[Records excerpted from a collection]
....................
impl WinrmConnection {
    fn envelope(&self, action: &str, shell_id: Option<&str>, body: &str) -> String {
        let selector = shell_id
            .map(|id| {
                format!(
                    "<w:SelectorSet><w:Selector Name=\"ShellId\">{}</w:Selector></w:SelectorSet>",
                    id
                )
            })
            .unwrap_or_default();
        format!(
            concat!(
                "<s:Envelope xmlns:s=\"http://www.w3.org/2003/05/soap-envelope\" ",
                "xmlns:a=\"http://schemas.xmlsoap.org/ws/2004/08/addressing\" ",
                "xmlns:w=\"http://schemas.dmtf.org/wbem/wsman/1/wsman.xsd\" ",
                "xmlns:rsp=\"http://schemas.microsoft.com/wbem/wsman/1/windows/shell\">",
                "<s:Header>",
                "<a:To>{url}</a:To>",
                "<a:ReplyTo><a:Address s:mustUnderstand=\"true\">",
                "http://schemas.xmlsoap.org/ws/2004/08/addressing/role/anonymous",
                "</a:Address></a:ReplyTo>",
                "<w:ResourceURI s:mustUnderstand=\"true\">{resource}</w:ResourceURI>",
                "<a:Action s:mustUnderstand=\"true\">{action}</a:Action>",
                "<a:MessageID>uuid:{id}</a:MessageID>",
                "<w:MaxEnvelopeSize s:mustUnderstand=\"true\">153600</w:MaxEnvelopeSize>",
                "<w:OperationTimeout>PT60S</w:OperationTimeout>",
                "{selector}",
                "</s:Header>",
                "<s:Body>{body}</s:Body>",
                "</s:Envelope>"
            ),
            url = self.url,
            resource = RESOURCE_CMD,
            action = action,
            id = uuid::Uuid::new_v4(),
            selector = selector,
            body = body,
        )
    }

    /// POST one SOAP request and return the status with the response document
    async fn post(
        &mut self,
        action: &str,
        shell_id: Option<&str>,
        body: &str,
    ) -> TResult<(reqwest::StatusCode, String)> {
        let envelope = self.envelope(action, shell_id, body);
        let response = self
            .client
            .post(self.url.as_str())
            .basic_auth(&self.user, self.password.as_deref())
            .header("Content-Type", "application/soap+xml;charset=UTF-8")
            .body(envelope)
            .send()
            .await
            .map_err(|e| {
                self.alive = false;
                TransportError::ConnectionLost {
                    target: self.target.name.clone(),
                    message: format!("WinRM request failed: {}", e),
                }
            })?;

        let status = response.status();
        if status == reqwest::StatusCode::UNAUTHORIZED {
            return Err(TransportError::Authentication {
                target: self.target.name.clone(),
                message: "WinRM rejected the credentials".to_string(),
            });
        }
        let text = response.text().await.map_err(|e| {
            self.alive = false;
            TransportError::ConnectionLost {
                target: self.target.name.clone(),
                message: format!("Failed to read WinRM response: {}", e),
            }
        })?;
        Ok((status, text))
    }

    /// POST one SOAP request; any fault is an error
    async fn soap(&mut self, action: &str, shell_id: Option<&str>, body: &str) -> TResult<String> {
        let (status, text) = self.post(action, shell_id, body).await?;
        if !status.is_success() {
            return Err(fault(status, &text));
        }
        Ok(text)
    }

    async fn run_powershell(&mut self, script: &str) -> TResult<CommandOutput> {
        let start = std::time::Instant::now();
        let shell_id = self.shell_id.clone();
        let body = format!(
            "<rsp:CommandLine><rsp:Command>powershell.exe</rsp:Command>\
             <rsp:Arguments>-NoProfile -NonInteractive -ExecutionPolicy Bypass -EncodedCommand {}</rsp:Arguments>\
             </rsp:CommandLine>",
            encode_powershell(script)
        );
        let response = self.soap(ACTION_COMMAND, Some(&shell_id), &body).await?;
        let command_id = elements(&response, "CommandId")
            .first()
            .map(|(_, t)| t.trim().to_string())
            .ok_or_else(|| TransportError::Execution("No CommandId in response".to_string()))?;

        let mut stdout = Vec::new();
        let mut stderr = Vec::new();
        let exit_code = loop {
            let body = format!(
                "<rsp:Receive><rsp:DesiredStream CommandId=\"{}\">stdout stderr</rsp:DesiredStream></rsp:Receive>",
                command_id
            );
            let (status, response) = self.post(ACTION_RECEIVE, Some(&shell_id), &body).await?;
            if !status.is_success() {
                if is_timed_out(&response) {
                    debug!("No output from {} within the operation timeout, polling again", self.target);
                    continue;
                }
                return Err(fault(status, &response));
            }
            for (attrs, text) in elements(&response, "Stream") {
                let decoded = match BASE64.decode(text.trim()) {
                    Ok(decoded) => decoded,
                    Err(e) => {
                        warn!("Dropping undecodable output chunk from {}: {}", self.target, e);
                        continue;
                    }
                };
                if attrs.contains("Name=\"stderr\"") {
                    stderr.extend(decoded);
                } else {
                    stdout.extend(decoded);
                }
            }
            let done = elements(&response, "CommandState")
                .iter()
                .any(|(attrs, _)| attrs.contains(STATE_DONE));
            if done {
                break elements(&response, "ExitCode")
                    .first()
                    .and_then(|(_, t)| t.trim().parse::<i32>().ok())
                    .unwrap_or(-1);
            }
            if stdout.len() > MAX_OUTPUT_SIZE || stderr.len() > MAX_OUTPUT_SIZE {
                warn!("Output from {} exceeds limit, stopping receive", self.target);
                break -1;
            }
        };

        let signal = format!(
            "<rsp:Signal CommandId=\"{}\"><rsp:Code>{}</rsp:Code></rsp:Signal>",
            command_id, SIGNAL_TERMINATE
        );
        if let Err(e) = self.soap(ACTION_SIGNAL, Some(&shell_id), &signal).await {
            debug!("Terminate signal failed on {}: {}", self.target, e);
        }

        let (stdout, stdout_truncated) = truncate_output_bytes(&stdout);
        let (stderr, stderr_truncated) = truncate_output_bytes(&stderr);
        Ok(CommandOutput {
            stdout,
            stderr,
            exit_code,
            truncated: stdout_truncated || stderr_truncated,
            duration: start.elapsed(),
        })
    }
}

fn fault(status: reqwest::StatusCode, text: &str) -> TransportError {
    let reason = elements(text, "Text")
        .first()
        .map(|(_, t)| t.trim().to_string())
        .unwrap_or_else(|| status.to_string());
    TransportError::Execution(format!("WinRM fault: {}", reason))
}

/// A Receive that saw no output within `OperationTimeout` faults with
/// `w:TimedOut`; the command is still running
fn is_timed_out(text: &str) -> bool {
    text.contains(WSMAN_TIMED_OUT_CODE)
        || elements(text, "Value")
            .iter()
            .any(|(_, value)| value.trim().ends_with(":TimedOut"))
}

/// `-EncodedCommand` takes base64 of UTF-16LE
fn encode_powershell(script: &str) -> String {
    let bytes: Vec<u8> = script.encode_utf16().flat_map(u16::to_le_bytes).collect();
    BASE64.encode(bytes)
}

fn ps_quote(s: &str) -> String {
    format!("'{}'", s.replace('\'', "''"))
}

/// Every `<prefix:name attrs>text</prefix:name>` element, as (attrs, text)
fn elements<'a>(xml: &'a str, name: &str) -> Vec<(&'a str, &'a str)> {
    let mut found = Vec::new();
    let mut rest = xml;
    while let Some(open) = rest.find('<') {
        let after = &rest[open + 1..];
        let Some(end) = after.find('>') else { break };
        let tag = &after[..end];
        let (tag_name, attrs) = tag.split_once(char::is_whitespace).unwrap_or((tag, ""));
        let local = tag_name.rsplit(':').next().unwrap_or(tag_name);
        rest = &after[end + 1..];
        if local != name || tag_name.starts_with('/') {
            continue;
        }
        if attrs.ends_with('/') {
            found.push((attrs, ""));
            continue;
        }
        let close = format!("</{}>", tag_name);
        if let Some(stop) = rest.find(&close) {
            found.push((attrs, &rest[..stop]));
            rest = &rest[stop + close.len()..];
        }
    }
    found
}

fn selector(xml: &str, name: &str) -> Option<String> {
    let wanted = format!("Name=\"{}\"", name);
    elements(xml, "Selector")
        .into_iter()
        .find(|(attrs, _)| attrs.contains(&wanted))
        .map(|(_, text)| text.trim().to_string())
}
....................
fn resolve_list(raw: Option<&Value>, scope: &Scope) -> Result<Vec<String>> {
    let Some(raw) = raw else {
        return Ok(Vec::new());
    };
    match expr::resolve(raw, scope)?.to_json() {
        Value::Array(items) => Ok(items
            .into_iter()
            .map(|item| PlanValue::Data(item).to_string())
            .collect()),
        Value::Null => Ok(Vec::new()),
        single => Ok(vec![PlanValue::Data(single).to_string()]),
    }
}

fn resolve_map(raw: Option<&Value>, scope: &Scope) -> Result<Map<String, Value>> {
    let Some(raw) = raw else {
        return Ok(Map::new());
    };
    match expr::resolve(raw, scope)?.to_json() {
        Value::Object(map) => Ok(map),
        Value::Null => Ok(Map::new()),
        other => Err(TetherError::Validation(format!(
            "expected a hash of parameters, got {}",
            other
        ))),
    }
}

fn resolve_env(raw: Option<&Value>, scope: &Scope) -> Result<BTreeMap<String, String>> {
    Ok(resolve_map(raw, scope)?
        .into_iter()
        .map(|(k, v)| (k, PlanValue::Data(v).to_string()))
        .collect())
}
....................
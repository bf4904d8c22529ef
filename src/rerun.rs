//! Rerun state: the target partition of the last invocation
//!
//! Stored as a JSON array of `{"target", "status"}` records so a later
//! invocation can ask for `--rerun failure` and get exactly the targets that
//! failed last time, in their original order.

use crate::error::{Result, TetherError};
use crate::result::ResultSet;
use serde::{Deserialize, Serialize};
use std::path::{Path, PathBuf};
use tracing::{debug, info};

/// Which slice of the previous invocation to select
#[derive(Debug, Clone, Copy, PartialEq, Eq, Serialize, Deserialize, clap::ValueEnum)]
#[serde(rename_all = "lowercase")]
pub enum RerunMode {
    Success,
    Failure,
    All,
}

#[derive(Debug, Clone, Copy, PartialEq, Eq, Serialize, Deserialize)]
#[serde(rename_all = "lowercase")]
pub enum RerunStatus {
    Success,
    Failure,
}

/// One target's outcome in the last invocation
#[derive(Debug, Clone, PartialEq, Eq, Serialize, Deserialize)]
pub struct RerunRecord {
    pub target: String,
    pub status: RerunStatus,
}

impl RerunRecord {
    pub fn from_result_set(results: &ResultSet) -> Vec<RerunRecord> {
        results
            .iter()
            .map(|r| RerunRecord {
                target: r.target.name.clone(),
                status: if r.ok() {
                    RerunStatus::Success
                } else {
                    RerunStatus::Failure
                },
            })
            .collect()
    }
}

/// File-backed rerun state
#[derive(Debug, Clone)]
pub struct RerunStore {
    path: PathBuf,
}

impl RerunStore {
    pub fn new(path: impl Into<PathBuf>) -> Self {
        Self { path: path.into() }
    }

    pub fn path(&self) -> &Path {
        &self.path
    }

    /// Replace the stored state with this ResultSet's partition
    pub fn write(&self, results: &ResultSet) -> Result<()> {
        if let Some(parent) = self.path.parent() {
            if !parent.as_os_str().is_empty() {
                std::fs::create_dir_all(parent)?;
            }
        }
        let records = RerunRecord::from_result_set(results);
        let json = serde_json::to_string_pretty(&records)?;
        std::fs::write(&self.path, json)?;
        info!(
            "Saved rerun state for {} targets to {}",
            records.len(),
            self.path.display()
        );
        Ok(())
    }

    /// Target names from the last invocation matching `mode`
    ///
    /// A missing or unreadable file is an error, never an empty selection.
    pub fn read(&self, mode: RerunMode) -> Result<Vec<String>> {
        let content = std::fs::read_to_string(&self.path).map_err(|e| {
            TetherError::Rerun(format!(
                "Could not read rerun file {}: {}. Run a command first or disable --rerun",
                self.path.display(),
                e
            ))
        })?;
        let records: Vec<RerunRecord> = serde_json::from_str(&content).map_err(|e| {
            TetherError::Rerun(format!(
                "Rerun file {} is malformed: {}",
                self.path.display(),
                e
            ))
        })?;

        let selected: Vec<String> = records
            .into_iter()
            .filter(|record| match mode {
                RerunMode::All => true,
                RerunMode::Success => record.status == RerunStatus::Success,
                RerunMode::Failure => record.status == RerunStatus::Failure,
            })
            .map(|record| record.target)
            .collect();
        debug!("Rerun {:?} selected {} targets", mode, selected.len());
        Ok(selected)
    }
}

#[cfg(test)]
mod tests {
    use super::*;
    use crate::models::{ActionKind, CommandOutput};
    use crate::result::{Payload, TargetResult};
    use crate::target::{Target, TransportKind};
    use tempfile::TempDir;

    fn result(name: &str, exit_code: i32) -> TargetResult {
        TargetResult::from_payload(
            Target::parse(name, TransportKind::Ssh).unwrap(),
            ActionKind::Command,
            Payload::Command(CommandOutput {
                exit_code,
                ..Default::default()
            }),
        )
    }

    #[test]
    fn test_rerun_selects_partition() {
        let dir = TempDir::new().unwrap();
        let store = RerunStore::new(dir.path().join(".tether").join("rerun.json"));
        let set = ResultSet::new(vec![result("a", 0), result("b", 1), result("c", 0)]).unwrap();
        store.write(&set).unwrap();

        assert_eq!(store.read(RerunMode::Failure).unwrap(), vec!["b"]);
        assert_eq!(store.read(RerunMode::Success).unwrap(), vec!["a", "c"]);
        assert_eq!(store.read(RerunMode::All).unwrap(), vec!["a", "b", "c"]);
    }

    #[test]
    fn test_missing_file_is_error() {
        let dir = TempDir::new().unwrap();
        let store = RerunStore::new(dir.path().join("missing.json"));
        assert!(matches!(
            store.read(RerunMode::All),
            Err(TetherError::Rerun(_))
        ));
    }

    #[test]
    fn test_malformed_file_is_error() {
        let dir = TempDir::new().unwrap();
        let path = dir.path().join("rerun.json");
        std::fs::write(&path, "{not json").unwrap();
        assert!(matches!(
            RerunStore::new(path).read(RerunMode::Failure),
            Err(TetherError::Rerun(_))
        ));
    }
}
....................
ACTION ITEM →
Return each line in the records that holds the string "extend".

SOLUTION BELOW →
                    stderr.extend(decoded);
                    stdout.extend(decoded);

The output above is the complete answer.